Assigned task:
Copy every record that follows, word for word.
---- Data for processing
//! Archive layout normalization
//!
//! The upstream archive wraps its content in a single top-level directory and
//! ships the default language as `pages`, with `pages.en` as a symlink to it.
//! After normalization the content root holds only real `pages.<lang>`
//! directories and the default language always lives at `pages.en`.
//!
//! Precedence: a real `pages` directory always wins over any `pages.en`. A real
//! `pages.en` directory is kept only when no `pages` directory exists.

use crate::error::{InstallError, Result};
use crate::store::PAGES_PREFIX;
use std::fs;
use std::path::{Path, PathBuf};
use tracing::debug;

const UNSUFFIXED_PAGES: &str = "pages";
const DEFAULT_PAGES: &str = "pages.en";

/// Locate the directory holding the `pages*` entries
///
/// The extraction root itself qualifies if it holds any `pages*` entry. Otherwise
/// a single top-level directory (e.g. `tldr-main/`) is descended into.
pub fn find_content_root(extract_root: &Path) -> Result<PathBuf> {
    let mut dirs = Vec::new();
    for entry in read_entries(extract_root)? {
        let name = entry.file_name();
        if name.to_string_lossy().starts_with(UNSUFFIXED_PAGES) {
            return Ok(extract_root.to_path_buf());
        }
        if is_real_dir(&entry.path()) {
            dirs.push(entry.path());
        }
    }

    match dirs.as_slice() {
        [only] => {
            debug!(content_root = ?only, "descending into archive wrapper directory");
            Ok(only.clone())
        }
        _ => Ok(extract_root.to_path_buf()),
    }
}

/// Make `pages.en` the canonical real directory for the default language
pub fn normalize_layout(content_root: &Path) -> Result<()> {
    let pages = content_root.join(UNSUFFIXED_PAGES);
    let pages_en = content_root.join(DEFAULT_PAGES);

    if is_real_dir(&pages) {
        if exists(&pages_en) {
            debug!(?pages_en, "replacing pages.en with pages");
            remove_any(&pages_en)?;
        }
        fs::rename(&pages, &pages_en).map_err(|source| InstallError::MoveFailed {
            source_path: pages.clone(),
            dest_path: pages_en.clone(),
            source,
        })?;
        return Ok(());
    }

    if exists(&pages) {
        remove_any(&pages)?;
    }
    if exists(&pages_en) && !is_real_dir(&pages_en) {
        debug!(?pages_en, "discarding pages.en that is not a directory");
        remove_any(&pages_en)?;
    }
    Ok(())
}

/// Remove every entry of the content root that is not a real `pages.*` directory
pub fn strip_non_pages(content_root: &Path) -> Result<()> {
    for entry in read_entries(content_root)? {
        let path = entry.path();
        let keep = entry
            .file_name()
            .to_str()
            .and_then(|name| name.strip_prefix(PAGES_PREFIX))
            .is_some_and(|lang| !lang.is_empty())
            && is_real_dir(&path);

        if !keep {
            debug!(?path, "stripping non-page entry");
            remove_any(&path)?;
        }
    }
    Ok(())
}

/// Count language trees and page files below a normalized content root
pub(crate) fn count_pages(content_root: &Path) -> Result<(usize, usize)> {
    let mut languages = 0;
    let mut pages = 0;
    for entry in read_entries(content_root)? {
        languages += 1;
        pages += count_markdown(&entry.path())?;
    }
    Ok((languages, pages))
}

fn count_markdown(dir: &Path) -> Result<usize> {
    let mut count = 0;
    for entry in read_entries(dir)? {
        let path = entry.path();
        if is_real_dir(&path) {
            count += count_markdown(&path)?;
        } else if path.extension().is_some_and(|ext| ext == "md") {
            count += 1;
        }
    }
    Ok(count)
}

fn read_entries(dir: &Path) -> Result<Vec<fs::DirEntry>> {
    fs::read_dir(dir)
        .and_then(|entries| entries.collect::<std::io::Result<Vec<_>>>())
        .map_err(|e| InstallError::io("read directory", dir, e).into())
}

/// Directory that is not reached through a symlink
fn is_real_dir(path: &Path) -> bool {
    fs::symlink_metadata(path).is_ok_and(|meta| meta.is_dir())
}

/// Exists as anything, including a dangling symlink
fn exists(path: &Path) -> bool {
    fs::symlink_metadata(path).is_ok()
}

pub(crate) fn remove_any(path: &Path) -> Result<()> {
    let result = if is_real_dir(path) {
        fs::remove_dir_all(path)
    } else {
        fs::remove_file(path)
    };
    match result {
        Ok(()) => Ok(()),
        Err(e) if e.kind() == std::io::ErrorKind::NotFound => Ok(()),
        Err(e) => Err(InstallError::io("remove", path, e).into()),
    }
}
--------
Exercise answer:
//! Archive layout normalization
//!
//! The upstream archive wraps its content in a single top-level directory and
//! ships the default language as `pages`, with `pages.en` as a symlink to it.
//! After normalization the content root holds only real `pages.<lang>`
//! directories and the default language always lives at `pages.en`.
//!
//! Precedence: a real `pages` directory always wins over any `pages.en`. A real
//! `pages.en` directory is kept only when no `pages` directory exists.

use crate::error::{InstallError, Result};
use crate::store::PAGES_PREFIX;
use std::fs;
use std::path::{Path, PathBuf};
use tracing::debug;

const UNSUFFIXED_PAGES: &str = "pages";
const DEFAULT_PAGES: &str = "pages.en";

/// Locate the directory holding the `pages*` entries
///
/// The extraction root itself qualifies if it holds any `pages*` entry. Otherwise
/// a single top-level directory (e.g. `tldr-main/`) is descended into.
pub fn find_content_root(extract_root: &Path) -> Result<PathBuf> {
    let mut dirs = Vec::new();
    for entry in read_entries(extract_root)? {
        let name = entry.file_name();
        if name.to_string_lossy().starts_with(UNSUFFIXED_PAGES) {
            return Ok(extract_root.to_path_buf());
        }
        if is_real_dir(&entry.path()) {
            dirs.push(entry.path());
        }
    }

    match dirs.as_slice() {
        [only] => {
            debug!(content_root = ?only, "descending into archive wrapper directory");
            Ok(only.clone())
        }
        _ => Ok(extract_root.to_path_buf()),
    }
}

/// Make `pages.en` the canonical real directory for the default language
pub fn normalize_layout(content_root: &Path) -> Result<()> {
    let pages = content_root.join(UNSUFFIXED_PAGES);
    let pages_en = content_root.join(DEFAULT_PAGES);

    if is_real_dir(&pages) {
        if exists(&pages_en) {
            debug!(?pages_en, "replacing pages.en with pages");
            remove_any(&pages_en)?;
        }
        fs::rename(&pages, &pages_en).map_err(|source| InstallError::MoveFailed {
            source_path: pages.clone(),
            dest_path: pages_en.clone(),
            source,
        })?;
        return Ok(());
    }

    if exists(&pages) {
        remove_any(&pages)?;
    }
    if exists(&pages_en) && !is_real_dir(&pages_en) {
        debug!(?pages_en, "discarding pages.en that is not a directory");
        remove_any(&pages_en)?;
    }
    Ok(())
}

/// Remove every entry of the content root that is not a real `pages.*` directory
pub fn strip_non_pages(content_root: &Path) -> Result<()> {
    for entry in read_entries(content_root)? {
        let path = entry.path();
        let keep = entry
            .file_name()
            .to_str()
            .and_then(|name| name.strip_prefix(PAGES_PREFIX))
            .is_some_and(|lang| !lang.is_empty())
            && is_real_dir(&path);

        if !keep {
            debug!(?path, "stripping non-page entry");
            remove_any(&path)?;
        }
    }
    Ok(())
}

/// Count language trees and page files below a normalized content root
pub(crate) fn count_pages(content_root: &Path) -> Result<(usize, usize)> {
    let mut languages = 0;
    let mut pages = 0;
    for entry in read_entries(content_root)? {
        languages += 1;
        pages += count_markdown(&entry.path())?;
    }
    Ok((languages, pages))
}

fn count_markdown(dir: &Path) -> Result<usize> {
    let mut count = 0;
    for entry in read_entries(dir)? {
        let path = entry.path();
        if is_real_dir(&path) {
            count += count_markdown(&path)?;
        } else if path.extension().is_some_and(|ext| ext == "md") {
            count += 1;
        }
    }
    Ok(count)
}

fn read_entries(dir: &Path) -> Result<Vec<fs::DirEntry>> {
    fs::read_dir(dir)
        .and_then(|entries| entries.collect::<std::io::Result<Vec<_>>>())
        .map_err(|e| InstallError::io("read directory", dir, e).into())
}

/// Directory that is not reached through a symlink
fn is_real_dir(path: &Path) -> bool {
    fs::symlink_metadata(path).is_ok_and(|meta| meta.is_dir())
}

/// Exists as anything, including a dangling symlink
fn exists(path: &Path) -> bool {
    fs::symlink_metadata(path).is_ok()
}

pub(crate) fn remove_any(path: &Path) -> Result<()> {
    let result = if is_real_dir(path) {
        fs::remove_dir_all(path)
    } else {
        fs::remove_file(path)
    };
    match result {
        Ok(()) => Ok(()),
        Err(e) if e.kind() == std::io::ErrorKind::NotFound => Ok(()),
        Err(e) => Err(InstallError::io("remove", path, e).into()),
    }
}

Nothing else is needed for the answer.